Information shown:
//! Built-in and External Rule Tables
//!
//! The rule table is loaded from:
//! 1. An external JSON file supplied by the caller (user-editable)
//! 2. The embedded JSON file compiled into the binary (fallback)

use std::path::Path;

use crate::rules::schema::RuleStore;
use crate::rules::RulesError;

// Embed the default table into the binary as a fallback
const EMBEDDED_RULES: &str = include_str!("../../rules/compatibility_rules.json");

impl RuleStore {
    /// The rule table embedded at compile time
    pub fn builtin() -> Self {
        match Self::from_json_str(EMBEDDED_RULES) {
            Ok(store) => {
                log_loaded(&store, "embedded");
                store
            }
            Err(e) => {
                // Only reachable if the embedded file is edited into an invalid state
                tracing::error!("Embedded rule table is invalid: {}", e);
                Self::default()
            }
        }
    }

    /// Load a rule table from a JSON file
    pub fn load(path: &Path) -> Result<Self, RulesError> {
        let content = std::fs::read_to_string(path)?;
        let store = Self::from_json_str(&content)?;
        log_loaded(&store, &path.display().to_string());
        Ok(store)
    }

    /// Load an external file when given, falling back to the embedded table
    pub fn load_or_builtin(path: Option<&Path>) -> Self {
        let Some(path) = path else {
            return Self::builtin();
        };

        match Self::load(path) {
            Ok(store) => store,
            Err(e) => {
                tracing::warn!(
                    "Failed to load rule table from {:?}: {}; using embedded rules",
                    path,
                    e
                );
                Self::builtin()
            }
        }
    }
}

fn log_loaded(store: &RuleStore, source: &str) {
    tracing::info!(
        "Loaded rule table from {}: {} brands, {} series, {} plug configurations",
        source,
        store.brands.len(),
        store.series_count(),
        store.plug_receptacle.len()
    );
}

What the task requires:
Extract every line containing the string "default" from the data above.

Task solution:
// Embed the default table into the binary as a fallback
                Self::default()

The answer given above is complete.